For the beneficial effects of the blind guiding device and the readable storage medium provided by the embodiments of the present application, please refer to the relevant descriptions in the above blind guiding method.

Description of the drawings

Figure 1 is a schematic diagram of an application scenario according to an embodiment of the present application;

Figure 2 is a schematic flowchart of a blind guiding method provided by an embodiment of the present application;

Figure 3 is a schematic diagram of a first image provided by an embodiment of the present application;

Figure 4 is a schematic diagram of the camera pose provided by the embodiment of the present application;

Figure 5 is a schematic block diagram of a blind guide device provided by an embodiment of the present application;

Figure 6 is a schematic structural diagram of a blind guide device provided by an embodiment of the present application.

Embodiments of the invention

In the following description, for the purpose of explanation rather than limitation, specific details such as specific system structures and technologies are provided to provide a thorough understanding of the embodiments of the present application. However, it will be apparent to those skilled in the art that the present application may be practiced in other embodiments without these specific details. In other instances, detailed descriptions of well-known systems, devices, circuits, and methods are omitted so as not to obscure the description of the present application with unnecessary detail.

It will be understood that, when used in this specification and the appended claims, the term "comprising" indicates the presence of the described features, integers, steps, operations, elements and/or components but does not exclude one or more other The presence or addition of features, integers, steps, operations, elements, components and/or collections thereof.

It will also be understood that the term "and/or" as used in this specification and the appended claims refers to and includes any and all possible combinations of one or more of the associated listed items.

As used in this specification and the appended claims, the term "if" may be interpreted as "when" or "once" or "in response to determining" or "in response to detecting" depending on the context. ". Similarly, the phrase "if determined" or "if [the described condition or event] is detected" may be interpreted, depending on the context, to mean "once determined" or "in response to a determination" or "once the [described condition or event] is detected ]" or "in response to detection of [the described condition or event]".

In addition, in the description of this application and the appended claims, the terms "first", "second", "third", etc. are only used to distinguish the description, and cannot be understood as indicating or implying relative importance.

Reference in this specification to "one embodiment" or "some embodiments" or the like means that a particular feature, structure or characteristic described in connection with the embodiment is included in one or more embodiments of the application. Therefore, the phrases "in one embodiment", "in some embodiments", "in other embodiments", "in other embodiments", etc. appearing in different places in this specification are not necessarily References are made to the same embodiment, but rather to "one or more but not all embodiments" unless specifically stated otherwise. The terms "includes," "includes," "having," and variations thereof all mean "including but not limited to," unless otherwise specifically emphasized.

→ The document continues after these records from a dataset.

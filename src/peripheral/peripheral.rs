use std::sync::Arc;

use parking_lot::Mutex;
use serde_json::Value;
use tokio::sync::mpsc;
use tracing::{debug, error, info, trace, warn};

use crate::adv::{self, AdvRequest};
use crate::command::Command;
use crate::config::Config;
use crate::dev::DeviceTable;
use crate::event::{AdapterEvent, Event, Events, Sink};
use crate::gatt::{self, Ctx, MirrorState, ServiceDef};
use crate::platform::{Adapter, RadioState};
use crate::state::StateCell;
use crate::{DeviceId, Error, PeripheralState, Result, Uuid};

#[cfg(test)]
mod tests;

/// GATT peripheral. Cloning returns a handle to the same peripheral.
///
/// All state is guarded by a single lock. Platform callbacks passed to
/// [`Self::handle`] and application commands are serialized through it, and
/// every resulting event is published before the lock is released, so the
/// event stream observes state changes in the order they were made.
/// [`Self::is_advertising`] and [`Self::is_connected`] do not take the lock.
#[derive(Clone, Debug)]
pub struct Peripheral(Arc<Inner>);

#[derive(Debug)]
struct Inner {
    adapter: Arc<dyn Adapter>,
    state: Arc<StateCell>,
    core: Mutex<Core>,
}

/// State guarded by the peripheral lock.
#[derive(Debug)]
struct Core {
    cfg: Config,
    srv: gatt::Server,
    devs: DeviceTable,
    adv: adv::Controller,
    sink: Sink,
}

impl Core {
    /// Splits the state into the server engine and the context shared with
    /// the other engines.
    fn split<'a>(&'a mut self, adapter: &'a dyn Adapter) -> (&'a mut gatt::Server, Ctx<'a>) {
        let cx = Ctx {
            adapter,
            cfg: &self.cfg,
            devs: &mut self.devs,
            sink: &self.sink,
        };
        (&mut self.srv, cx)
    }

    /// Handles a radio state change. When the radio becomes unavailable, the
    /// advertising session is cancelled and all connections are dropped.
    fn on_radio_state(&mut self, r: RadioState) {
        info!("Radio state: {r}");
        let mut s = r.peripheral_state();
        if s.is_unavailable() || r == RadioState::Resetting {
            // A radio reset tears down the platform advertiser
            if let Some(id) = self.adv.end() {
                debug!("Advertising session {id} cancelled");
            }
        }
        if s.is_unavailable() {
            for id in self.devs.ids() {
                if let Some(mut m) = self.devs.remove(&id).and_then(|d| d.mirror) {
                    m.close();
                }
            }
        } else if s == PeripheralState::Idle && !self.devs.is_empty() {
            s = PeripheralState::Connected;
        } else if s == PeripheralState::Idle && self.adv.is_active() {
            s = PeripheralState::Advertising;
        }
        self.sink.set_state(s);
    }
}

impl Peripheral {
    /// Creates a peripheral using the platform `adapter`. Returns the
    /// peripheral and its event stream.
    #[must_use]
    pub fn new(adapter: Arc<dyn Adapter>, cfg: Config) -> (Self, Events) {
        let state = Arc::new(StateCell::default());
        let (sink, events) = Sink::new(Arc::clone(&state));
        let core = Core {
            cfg,
            srv: gatt::Server::default(),
            devs: DeviceTable::default(),
            adv: adv::Controller::default(),
            sink,
        };
        let inner = Inner {
            adapter,
            state,
            core: Mutex::new(core),
        };
        (Self(Arc::new(inner)), events)
    }

    /// Returns the configuration.
    #[inline]
    #[must_use]
    pub fn config(&self) -> Config {
        self.0.core.lock().cfg.clone()
    }

    /// Returns the current peripheral state.
    #[inline]
    #[must_use]
    pub fn state(&self) -> PeripheralState {
        self.0.state.get()
    }

    /// Returns whether the peripheral is advertising.
    #[inline]
    #[must_use]
    pub fn is_advertising(&self) -> bool {
        self.state() == PeripheralState::Advertising
    }

    /// Returns whether at least one central is connected.
    #[inline]
    #[must_use]
    pub fn is_connected(&self) -> bool {
        self.state() == PeripheralState::Connected
    }

    /// Returns whether the platform supports the peripheral role.
    #[inline]
    #[must_use]
    pub fn is_supported(&self) -> bool {
        self.0.adapter.is_supported()
    }

    /// Turns the radio on, prompting the user if `prompt` is set.
    pub async fn enable(&self, prompt: bool) -> bool {
        let on = self.0.adapter.enable(prompt).await;
        debug!("Radio enable [prompt={prompt}]: {on}");
        on
    }

    /// Returns the identifiers of connected centrals.
    #[must_use]
    pub fn connected_devices(&self) -> Vec<DeviceId> {
        self.0.core.lock().devs.ids()
    }

    /// Returns the mirror connection state of a connected central.
    #[must_use]
    pub fn mirror_state(&self, dev: &DeviceId) -> Option<MirrorState> {
        let core = self.0.core.lock();
        core.devs.get(dev)?.mirror.as_ref().map(gatt::Mirror::state)
    }

    /// Opens the GATT server exposing service `svc`.
    pub fn create_server(&self, svc: ServiceDef) -> Result<()> {
        let mut core = self.0.core.lock();
        self.check(&core)?;
        if core.srv.is_open() {
            return Err(Error::ServerAlreadyOpen);
        }
        if let Some(dup) = svc.duplicate() {
            return Err(Error::InvalidArgument(format!("duplicate characteristic {dup}")));
        }
        let link = self.0.adapter.open_server(&svc).map_err(|e| {
            error!("Failed to open GATT server: {e}");
            e
        })?;
        (core.srv.open(svc, link))
            .map_err(|dup| Error::InvalidArgument(format!("duplicate characteristic {dup}")))
    }

    /// Clears all characteristics and closes the GATT server. Connected
    /// centrals remain in the device table until the platform reports their
    /// disconnection.
    pub fn close_server(&self) {
        self.0.core.lock().srv.close();
    }

    /// Replaces the value of a local characteristic and notifies connected
    /// centrals. Returns `false` if the characteristic does not exist.
    pub fn write(&self, uuid: Uuid, value: impl Into<Vec<u8>>) -> bool {
        let mut core = self.0.core.lock();
        let (srv, cx) = core.split(self.0.adapter.as_ref());
        srv.write(&cx, uuid, value.into())
    }

    /// Returns the value of a local characteristic.
    #[must_use]
    pub fn read(&self, uuid: Uuid) -> Option<Vec<u8>> {
        (self.0.core.lock().srv.registry().read(uuid)).map(<[u8]>::to_vec)
    }

    /// Starts advertising and waits for the platform to report the outcome.
    /// The state changes to [`PeripheralState::Advertising`] on success and is
    /// unchanged on failure.
    pub async fn start(&self, req: AdvRequest) -> Result<()> {
        let (id, rx) = {
            let mut core = self.0.core.lock();
            self.check(&core)?;
            core.adv.begin()?
        };
        info!("Starting advertising session {id}");
        if let Err(e) = self.0.adapter.start_advertising(id, &req) {
            error!("Failed to start advertising session {id}: {e}");
            let mut core = self.0.core.lock();
            if core.adv.current() == Some(id) {
                core.adv.end();
            }
            return Err(e.into());
        }
        match rx.await {
            Ok(r) => Ok(r?),
            Err(_) => Err(Error::AdvertisingCancelled),
        }
    }

    /// Stops advertising and sets the state to [`PeripheralState::Idle`].
    /// Calling this when advertising was never started only publishes the
    /// state.
    pub fn stop(&self) {
        let mut core = self.0.core.lock();
        match core.adv.end() {
            Some(id) => {
                info!("Stopping advertising session {id}");
                if let Err(e) = self.0.adapter.stop_advertising(id) {
                    warn!("Failed to stop advertising session {id}: {e}");
                }
            }
            None => debug!("No advertising session to stop"),
        }
        core.sink.set_state(PeripheralState::Idle);
    }

    /// Handles a platform callback.
    pub fn handle(&self, e: impl Into<Event>) {
        let e = e.into();
        trace!("Event: {e:?}");
        let mut core = self.0.core.lock();
        match e {
            Event::Adapter(AdapterEvent::RadioStateChanged(r)) => core.on_radio_state(r),
            Event::Adapter(AdapterEvent::AdvertisingStarted { id, result }) => {
                if core.adv.complete(id, result) == Some(true) {
                    info!("Advertising session {id} started");
                    core.sink.set_state(PeripheralState::Advertising);
                }
            }
            Event::Server(e) => {
                let (srv, mut cx) = core.split(self.0.adapter.as_ref());
                srv.handle(&mut cx, e);
            }
            Event::Client(e) => {
                let (_, mut cx) = core.split(self.0.adapter.as_ref());
                gatt::Mirror::handle(&mut cx, e);
            }
        }
    }

    /// Handles events from `rx` until the channel is closed.
    pub async fn event_loop(&self, mut rx: mpsc::Receiver<Event>) {
        debug!("Event loop started");
        while let Some(e) = rx.recv().await {
            self.handle(e);
        }
        debug!("Event loop terminating");
    }

    /// Decodes and executes a method call.
    pub async fn call(&self, method: &str, args: Value) -> Result<Value> {
        let cmd = Command::decode(method, args).map_err(|e| {
            warn!("Invalid {method} call: {e}");
            e
        })?;
        self.execute(cmd).await
    }

    /// Executes a command and returns its result.
    pub async fn execute(&self, cmd: Command) -> Result<Value> {
        debug!("Command: {}", cmd.method());
        Ok(match cmd {
            Command::CreateServer(svc) => {
                self.create_server(svc)?;
                Value::Null
            }
            Command::CloseServer => {
                self.close_server();
                Value::Null
            }
            Command::WriteCharacteristic { uuid, data } => Value::Bool(self.write(uuid, data)),
            Command::ReadCharacteristic { uuid } => self.read(uuid).map_or(Value::Null, Value::from),
            Command::Start(req) => {
                self.start(req).await?;
                Value::Null
            }
            Command::Stop => {
                self.stop();
                Value::Null
            }
            Command::IsAdvertising => Value::Bool(self.is_advertising()),
            Command::IsConnected => Value::Bool(self.is_connected()),
            Command::IsSupported => Value::Bool(self.is_supported()),
            Command::Enable { prompt } => Value::Bool(self.enable(prompt).await),
        })
    }

    /// Verifies that the radio can be used. Capability failures are published
    /// as the peripheral state.
    fn check(&self, core: &Core) -> Result<()> {
        let a = self.0.adapter.as_ref();
        let unavailable = if a.is_supported() {
            Some(a.radio_state().peripheral_state()).filter(|s| s.is_unavailable())
        } else {
            Some(PeripheralState::Unsupported)
        };
        if let Some(s) = unavailable {
            error!("Bluetooth is {s}");
            core.sink.set_state(s);
            return Err(Error::Unavailable(s));
        }
        if let Some(p) = a.missing_permission() {
            error!("Missing permission {p}");
            return Err(Error::Permission(p));
        }
        Ok(())
    }
}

The technical solutions in the embodiments of the present application will be clearly and completely described below with reference to the accompanying drawings in the embodiments of the present application. Obviously, the described embodiments are part of the embodiments of the present application, rather than all of the embodiments. Based on the embodiments in this application, all other embodiments obtained by those of ordinary skill in the art without creative efforts fall within the scope of protection of this application.

This application provides a blind guiding method, specifically a blind guiding method that uses a camera to sense objects in the surrounding environment.

In a possible implementation, the camera disclosed in the embodiment of the present application is a camera on a device that the visually impaired can carry when traveling, such as a camera on a smartphone or a camera on a handheld guide device.

In one possible application scenario, the blind guiding method disclosed in the embodiment of the present application is applied to a blind guiding device with a camera. Figure 1 is a schematic diagram of an application scenario according to an embodiment of the present application, which includes a user 10, a guide device 20 and an object 30.

Among them, the user 10 may be a visually impaired person who needs to use a guide to travel.

The blind guiding device 20 is used to acquire images of the surrounding environment through a camera, and acquire an environmental map based on the image to implement the blind guiding function. In a possible implementation, the blind guide device 20 is a smartphone.

Object 30 refers to objects in the environment, such as a tree or a car.

The camera of the smartphone is used to obtain images of the surrounding environment. The smartphone obtains the environment map, the semantic information of the objects in the map, and the relative pose information of the camera and the object through the images obtained by the camera.

When a visually impaired person walks with a smartphone in hand, the smartphone broadcasts to the visually impaired person what objects are in the surrounding environment and the corresponding location of the object through voice, so as to realize the purpose of perceiving the surrounding environment and finding the destination or target object.

Optionally, the smartphone can also be connected to an ultrasonic detection device. The ultrasonic detection device is used to detect whether there are obstacles in front of the camera. The obstacle information includes the distance between the camera and the obstacles. The smartphone receives the obstacle information sent by the ultrasonic detection device and broadcasts the obstacle information.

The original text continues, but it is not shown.